## Problem to solve
Establish how many lines in the records below include the word "over"; respond with that number only.

## Records
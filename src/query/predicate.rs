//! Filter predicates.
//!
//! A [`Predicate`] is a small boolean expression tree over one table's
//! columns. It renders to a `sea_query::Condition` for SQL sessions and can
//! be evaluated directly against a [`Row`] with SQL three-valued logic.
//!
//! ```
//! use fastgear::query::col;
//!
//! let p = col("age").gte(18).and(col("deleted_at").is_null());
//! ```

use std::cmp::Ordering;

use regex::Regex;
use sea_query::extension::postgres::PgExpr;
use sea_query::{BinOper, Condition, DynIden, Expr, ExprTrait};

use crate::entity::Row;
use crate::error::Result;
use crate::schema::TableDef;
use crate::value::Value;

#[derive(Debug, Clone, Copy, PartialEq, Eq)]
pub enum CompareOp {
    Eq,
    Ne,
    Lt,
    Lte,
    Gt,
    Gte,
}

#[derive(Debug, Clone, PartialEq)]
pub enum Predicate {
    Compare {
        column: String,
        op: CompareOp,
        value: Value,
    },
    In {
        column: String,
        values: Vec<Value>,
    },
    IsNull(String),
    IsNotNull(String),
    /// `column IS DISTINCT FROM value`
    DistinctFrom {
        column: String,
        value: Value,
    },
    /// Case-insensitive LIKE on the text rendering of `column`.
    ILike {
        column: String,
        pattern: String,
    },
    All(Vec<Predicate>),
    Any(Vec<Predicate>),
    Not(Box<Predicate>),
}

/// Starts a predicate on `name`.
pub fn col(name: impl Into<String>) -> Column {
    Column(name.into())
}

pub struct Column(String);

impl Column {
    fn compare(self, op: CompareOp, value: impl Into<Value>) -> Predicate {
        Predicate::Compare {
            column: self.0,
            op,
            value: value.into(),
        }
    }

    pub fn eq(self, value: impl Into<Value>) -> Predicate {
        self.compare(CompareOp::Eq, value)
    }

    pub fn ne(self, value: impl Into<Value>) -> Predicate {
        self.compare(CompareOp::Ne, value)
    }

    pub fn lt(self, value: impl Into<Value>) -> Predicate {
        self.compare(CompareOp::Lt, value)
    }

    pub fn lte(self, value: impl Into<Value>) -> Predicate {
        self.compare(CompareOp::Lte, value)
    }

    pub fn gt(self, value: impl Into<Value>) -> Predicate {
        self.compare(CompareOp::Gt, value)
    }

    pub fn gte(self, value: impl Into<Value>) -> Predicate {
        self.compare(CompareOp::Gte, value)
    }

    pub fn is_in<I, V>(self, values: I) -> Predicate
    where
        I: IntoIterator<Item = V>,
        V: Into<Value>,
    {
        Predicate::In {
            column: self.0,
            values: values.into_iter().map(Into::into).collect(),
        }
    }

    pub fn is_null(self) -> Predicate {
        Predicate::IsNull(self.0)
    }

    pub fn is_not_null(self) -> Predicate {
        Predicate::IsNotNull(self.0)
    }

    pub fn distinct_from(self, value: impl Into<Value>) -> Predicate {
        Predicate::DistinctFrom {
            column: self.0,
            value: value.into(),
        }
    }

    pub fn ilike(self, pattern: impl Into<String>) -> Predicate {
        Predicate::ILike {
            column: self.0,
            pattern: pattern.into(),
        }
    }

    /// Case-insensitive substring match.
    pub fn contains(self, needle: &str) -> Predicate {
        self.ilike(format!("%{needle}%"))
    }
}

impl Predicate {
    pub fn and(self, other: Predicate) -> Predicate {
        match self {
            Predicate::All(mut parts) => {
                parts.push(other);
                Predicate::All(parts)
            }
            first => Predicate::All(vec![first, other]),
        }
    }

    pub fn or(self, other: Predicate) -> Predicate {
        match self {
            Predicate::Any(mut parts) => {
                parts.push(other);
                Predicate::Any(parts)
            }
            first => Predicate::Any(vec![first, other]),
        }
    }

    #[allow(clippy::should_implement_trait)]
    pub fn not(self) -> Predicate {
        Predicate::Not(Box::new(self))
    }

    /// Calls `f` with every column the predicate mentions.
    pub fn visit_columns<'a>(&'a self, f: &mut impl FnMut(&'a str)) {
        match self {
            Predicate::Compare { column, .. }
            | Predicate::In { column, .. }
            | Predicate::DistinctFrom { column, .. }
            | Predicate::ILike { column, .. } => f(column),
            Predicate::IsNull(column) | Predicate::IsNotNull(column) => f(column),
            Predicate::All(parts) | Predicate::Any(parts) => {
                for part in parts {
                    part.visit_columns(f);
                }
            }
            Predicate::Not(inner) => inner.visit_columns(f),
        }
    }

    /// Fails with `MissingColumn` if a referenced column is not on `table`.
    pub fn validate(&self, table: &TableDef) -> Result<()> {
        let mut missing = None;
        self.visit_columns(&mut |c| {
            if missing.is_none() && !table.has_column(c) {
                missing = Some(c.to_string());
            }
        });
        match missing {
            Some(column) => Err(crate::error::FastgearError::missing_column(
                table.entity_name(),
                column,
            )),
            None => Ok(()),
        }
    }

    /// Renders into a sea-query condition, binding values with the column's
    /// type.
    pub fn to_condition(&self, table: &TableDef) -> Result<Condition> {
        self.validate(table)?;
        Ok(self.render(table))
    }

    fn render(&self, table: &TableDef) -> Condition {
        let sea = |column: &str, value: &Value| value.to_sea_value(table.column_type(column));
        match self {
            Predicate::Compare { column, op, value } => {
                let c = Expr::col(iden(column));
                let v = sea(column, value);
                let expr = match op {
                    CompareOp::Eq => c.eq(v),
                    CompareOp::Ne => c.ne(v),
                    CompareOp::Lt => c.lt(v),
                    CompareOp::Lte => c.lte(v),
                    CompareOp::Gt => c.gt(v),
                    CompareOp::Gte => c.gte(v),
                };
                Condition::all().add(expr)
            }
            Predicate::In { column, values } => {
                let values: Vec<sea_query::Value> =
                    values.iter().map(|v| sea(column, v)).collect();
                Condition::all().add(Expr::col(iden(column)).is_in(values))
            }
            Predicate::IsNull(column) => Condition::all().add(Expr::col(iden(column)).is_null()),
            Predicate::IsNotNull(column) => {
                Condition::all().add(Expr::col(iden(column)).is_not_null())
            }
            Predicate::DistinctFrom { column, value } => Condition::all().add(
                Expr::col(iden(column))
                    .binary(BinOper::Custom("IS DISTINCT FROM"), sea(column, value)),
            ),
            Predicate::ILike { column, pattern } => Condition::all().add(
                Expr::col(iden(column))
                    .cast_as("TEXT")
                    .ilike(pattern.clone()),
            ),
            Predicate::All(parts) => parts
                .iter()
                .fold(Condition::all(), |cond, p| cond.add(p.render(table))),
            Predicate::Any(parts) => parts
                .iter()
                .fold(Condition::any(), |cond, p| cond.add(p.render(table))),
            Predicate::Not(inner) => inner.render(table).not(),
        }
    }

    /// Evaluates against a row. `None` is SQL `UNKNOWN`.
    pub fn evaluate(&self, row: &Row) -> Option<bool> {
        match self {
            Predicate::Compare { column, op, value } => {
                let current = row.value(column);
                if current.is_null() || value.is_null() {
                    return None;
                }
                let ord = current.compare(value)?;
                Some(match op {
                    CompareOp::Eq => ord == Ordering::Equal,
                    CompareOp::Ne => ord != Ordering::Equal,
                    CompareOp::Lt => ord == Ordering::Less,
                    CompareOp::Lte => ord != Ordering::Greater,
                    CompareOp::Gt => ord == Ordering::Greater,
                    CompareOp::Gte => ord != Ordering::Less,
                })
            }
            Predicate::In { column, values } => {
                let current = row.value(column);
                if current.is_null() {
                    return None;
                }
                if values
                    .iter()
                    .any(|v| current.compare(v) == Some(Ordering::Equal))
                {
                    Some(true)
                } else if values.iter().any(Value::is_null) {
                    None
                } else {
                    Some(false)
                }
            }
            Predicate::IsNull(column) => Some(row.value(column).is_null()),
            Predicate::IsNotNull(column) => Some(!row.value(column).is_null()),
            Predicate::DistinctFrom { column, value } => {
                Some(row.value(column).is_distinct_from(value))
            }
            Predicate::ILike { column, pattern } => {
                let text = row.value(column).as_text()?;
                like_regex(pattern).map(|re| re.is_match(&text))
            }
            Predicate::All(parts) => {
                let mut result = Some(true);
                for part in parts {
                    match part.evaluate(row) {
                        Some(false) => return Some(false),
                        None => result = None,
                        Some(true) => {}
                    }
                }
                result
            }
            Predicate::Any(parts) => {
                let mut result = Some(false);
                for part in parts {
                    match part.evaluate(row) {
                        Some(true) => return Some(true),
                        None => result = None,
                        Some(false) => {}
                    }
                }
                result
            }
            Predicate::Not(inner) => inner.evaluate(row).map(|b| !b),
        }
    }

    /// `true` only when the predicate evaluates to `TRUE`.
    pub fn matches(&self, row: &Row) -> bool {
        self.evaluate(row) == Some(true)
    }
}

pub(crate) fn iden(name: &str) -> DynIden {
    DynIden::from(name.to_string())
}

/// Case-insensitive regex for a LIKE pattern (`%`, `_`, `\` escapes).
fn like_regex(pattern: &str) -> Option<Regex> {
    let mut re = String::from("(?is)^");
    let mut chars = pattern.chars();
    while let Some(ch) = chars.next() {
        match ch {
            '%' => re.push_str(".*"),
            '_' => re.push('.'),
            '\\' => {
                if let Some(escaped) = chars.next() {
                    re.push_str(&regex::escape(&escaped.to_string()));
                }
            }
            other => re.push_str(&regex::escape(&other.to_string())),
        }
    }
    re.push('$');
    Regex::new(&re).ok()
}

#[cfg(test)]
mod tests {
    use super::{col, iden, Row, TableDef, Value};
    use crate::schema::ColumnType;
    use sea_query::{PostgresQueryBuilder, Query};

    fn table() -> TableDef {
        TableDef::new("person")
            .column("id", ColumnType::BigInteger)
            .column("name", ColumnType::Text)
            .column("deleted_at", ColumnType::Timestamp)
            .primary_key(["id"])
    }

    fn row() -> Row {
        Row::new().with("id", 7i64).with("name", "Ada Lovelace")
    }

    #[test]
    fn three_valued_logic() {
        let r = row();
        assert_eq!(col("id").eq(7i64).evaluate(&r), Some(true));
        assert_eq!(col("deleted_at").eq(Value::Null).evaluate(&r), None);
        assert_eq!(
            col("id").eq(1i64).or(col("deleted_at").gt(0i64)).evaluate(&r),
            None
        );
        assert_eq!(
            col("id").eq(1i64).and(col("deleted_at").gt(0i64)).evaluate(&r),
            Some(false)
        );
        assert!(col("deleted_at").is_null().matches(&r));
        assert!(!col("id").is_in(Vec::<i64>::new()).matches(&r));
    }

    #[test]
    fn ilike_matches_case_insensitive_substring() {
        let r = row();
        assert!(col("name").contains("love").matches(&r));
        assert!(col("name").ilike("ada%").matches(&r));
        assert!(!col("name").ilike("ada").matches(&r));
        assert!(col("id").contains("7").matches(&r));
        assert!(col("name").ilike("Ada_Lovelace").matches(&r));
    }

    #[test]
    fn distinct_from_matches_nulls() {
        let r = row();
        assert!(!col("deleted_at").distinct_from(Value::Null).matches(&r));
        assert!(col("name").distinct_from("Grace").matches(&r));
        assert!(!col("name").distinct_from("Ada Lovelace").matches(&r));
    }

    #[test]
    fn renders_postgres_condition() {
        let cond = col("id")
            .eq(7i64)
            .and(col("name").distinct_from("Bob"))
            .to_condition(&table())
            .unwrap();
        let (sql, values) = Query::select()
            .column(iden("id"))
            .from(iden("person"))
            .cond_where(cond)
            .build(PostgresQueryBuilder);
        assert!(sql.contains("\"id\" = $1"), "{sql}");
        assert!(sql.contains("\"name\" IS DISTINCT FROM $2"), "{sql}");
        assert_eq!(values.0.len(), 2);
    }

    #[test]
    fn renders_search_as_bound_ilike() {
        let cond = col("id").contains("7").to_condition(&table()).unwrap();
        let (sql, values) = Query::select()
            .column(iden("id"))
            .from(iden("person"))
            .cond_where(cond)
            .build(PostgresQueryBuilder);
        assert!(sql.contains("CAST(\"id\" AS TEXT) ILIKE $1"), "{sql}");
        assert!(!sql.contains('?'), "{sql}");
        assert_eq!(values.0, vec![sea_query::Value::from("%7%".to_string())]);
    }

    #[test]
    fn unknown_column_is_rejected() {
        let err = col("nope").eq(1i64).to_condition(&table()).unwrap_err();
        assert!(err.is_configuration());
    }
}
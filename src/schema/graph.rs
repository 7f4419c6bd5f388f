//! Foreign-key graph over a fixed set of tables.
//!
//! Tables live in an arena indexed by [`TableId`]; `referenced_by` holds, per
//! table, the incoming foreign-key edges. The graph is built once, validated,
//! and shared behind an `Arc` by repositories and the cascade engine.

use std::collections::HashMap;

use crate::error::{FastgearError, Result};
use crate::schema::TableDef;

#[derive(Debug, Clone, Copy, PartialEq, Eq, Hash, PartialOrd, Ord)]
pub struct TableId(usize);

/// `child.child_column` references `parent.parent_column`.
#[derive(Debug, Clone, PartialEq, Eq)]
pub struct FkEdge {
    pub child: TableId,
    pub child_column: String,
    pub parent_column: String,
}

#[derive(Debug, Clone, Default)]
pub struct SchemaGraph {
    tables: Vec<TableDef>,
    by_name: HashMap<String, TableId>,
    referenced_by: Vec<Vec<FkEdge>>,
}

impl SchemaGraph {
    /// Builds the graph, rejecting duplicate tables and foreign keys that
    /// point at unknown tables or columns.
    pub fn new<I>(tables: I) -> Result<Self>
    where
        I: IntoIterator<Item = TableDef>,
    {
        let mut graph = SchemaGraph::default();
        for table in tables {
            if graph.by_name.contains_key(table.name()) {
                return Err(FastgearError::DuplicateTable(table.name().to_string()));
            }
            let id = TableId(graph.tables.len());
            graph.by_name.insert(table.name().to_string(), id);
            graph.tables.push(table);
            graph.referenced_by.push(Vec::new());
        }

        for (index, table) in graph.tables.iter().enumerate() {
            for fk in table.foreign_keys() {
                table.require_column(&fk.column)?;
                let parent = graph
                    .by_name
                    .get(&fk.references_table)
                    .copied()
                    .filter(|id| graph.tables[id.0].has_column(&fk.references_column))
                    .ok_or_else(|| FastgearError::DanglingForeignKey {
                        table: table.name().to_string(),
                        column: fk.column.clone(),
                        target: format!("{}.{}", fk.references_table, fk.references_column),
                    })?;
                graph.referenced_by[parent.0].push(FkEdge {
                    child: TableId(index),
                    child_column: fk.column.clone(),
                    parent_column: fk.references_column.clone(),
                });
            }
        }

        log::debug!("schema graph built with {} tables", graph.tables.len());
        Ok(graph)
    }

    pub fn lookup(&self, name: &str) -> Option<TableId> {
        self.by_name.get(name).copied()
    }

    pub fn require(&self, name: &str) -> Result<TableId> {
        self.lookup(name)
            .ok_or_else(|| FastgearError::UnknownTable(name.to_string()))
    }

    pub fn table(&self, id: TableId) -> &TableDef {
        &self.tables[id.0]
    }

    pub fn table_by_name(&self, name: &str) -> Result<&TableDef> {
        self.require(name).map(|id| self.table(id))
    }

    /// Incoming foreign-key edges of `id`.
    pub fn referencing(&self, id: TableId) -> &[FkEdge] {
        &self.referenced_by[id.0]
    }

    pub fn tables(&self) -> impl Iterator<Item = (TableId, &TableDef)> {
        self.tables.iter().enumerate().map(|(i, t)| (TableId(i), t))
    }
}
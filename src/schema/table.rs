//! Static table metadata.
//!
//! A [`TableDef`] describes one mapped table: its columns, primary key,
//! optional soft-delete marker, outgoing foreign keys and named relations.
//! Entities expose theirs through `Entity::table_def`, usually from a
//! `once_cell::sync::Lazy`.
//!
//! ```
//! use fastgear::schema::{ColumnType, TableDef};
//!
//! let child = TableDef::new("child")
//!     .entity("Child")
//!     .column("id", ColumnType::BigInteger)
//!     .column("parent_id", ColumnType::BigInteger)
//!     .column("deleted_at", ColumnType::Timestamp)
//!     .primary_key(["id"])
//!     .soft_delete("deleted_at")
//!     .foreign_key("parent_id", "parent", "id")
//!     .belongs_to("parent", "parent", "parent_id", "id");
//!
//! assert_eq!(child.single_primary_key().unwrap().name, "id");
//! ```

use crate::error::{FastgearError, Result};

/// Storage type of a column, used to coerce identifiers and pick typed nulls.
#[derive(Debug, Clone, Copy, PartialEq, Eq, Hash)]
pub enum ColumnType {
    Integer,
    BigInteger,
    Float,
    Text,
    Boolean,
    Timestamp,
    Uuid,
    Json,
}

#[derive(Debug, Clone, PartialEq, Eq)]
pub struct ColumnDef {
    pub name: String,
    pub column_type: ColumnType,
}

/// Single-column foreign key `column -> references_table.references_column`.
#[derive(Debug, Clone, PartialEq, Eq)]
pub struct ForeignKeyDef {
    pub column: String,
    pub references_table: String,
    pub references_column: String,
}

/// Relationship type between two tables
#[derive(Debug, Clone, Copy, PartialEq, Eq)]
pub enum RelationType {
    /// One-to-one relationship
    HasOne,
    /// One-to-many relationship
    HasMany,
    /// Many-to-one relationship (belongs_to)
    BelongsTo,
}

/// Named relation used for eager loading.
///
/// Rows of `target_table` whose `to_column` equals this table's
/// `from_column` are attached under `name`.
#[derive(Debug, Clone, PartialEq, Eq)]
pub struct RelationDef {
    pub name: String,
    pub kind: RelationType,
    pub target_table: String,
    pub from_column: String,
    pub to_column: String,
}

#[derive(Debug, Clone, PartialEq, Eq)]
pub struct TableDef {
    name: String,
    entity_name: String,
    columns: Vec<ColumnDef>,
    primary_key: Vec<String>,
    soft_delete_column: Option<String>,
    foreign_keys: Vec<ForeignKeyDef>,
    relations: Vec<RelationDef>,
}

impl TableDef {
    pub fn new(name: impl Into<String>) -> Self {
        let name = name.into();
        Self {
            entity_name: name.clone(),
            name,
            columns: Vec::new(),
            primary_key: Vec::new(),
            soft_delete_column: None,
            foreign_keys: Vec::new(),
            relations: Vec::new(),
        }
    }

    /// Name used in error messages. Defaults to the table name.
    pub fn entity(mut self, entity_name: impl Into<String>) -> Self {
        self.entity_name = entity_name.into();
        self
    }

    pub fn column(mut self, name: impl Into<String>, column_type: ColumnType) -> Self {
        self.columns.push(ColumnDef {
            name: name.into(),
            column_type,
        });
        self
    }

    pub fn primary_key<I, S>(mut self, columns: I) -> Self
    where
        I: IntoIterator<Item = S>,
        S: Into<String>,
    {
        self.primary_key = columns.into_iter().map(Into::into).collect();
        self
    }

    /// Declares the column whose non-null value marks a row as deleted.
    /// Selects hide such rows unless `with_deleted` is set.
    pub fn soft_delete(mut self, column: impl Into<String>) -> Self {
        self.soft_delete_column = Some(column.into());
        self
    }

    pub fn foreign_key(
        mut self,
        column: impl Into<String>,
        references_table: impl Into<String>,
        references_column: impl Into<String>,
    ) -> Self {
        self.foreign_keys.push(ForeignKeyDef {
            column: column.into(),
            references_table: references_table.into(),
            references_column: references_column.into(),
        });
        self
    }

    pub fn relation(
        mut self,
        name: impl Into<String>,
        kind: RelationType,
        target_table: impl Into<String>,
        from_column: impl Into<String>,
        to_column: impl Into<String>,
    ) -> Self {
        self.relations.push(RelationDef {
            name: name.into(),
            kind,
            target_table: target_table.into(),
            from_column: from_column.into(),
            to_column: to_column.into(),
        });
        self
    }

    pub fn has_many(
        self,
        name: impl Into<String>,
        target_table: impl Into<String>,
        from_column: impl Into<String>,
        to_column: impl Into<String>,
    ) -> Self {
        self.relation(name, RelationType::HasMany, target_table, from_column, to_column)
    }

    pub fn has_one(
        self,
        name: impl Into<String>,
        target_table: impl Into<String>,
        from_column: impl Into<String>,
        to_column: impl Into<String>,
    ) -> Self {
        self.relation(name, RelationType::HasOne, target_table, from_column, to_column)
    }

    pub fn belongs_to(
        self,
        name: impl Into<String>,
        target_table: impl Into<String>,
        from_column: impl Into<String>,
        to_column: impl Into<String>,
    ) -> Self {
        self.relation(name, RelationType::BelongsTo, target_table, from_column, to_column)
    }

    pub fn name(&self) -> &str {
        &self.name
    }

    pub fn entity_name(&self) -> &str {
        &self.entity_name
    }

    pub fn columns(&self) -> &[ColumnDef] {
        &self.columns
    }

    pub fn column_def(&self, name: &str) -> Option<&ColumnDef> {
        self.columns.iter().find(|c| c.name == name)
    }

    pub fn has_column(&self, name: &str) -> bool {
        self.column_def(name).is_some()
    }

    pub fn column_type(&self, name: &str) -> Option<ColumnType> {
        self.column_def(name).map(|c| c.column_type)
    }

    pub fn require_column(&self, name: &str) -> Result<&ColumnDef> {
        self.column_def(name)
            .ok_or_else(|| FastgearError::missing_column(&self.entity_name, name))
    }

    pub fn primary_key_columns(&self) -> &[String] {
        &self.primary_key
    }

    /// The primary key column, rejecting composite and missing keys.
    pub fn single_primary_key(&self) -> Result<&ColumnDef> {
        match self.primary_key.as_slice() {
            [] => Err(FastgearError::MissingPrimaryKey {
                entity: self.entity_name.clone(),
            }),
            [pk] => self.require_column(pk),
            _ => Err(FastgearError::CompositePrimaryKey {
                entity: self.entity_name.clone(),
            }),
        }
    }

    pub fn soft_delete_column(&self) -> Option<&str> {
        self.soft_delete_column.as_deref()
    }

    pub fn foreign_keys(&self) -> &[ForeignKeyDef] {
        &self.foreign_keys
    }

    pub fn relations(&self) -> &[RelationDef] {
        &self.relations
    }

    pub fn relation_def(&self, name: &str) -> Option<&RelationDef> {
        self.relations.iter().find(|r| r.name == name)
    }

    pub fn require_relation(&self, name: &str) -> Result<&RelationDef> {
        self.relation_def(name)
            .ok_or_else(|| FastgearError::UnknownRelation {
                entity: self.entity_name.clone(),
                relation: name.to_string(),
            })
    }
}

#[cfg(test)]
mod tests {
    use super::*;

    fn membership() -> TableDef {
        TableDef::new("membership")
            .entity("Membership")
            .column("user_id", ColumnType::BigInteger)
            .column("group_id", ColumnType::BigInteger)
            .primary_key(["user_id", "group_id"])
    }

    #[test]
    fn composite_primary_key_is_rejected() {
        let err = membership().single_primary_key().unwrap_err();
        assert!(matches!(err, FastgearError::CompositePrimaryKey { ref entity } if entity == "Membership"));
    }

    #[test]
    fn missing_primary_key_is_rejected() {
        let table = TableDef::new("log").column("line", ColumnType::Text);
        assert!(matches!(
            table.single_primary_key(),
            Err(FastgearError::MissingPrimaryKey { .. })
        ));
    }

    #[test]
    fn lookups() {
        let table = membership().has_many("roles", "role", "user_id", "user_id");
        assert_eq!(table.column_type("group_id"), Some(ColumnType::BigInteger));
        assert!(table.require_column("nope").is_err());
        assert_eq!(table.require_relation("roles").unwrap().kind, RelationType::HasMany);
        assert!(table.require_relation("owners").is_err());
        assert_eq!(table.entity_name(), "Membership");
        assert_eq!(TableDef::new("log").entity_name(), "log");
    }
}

## Solution to the problem
2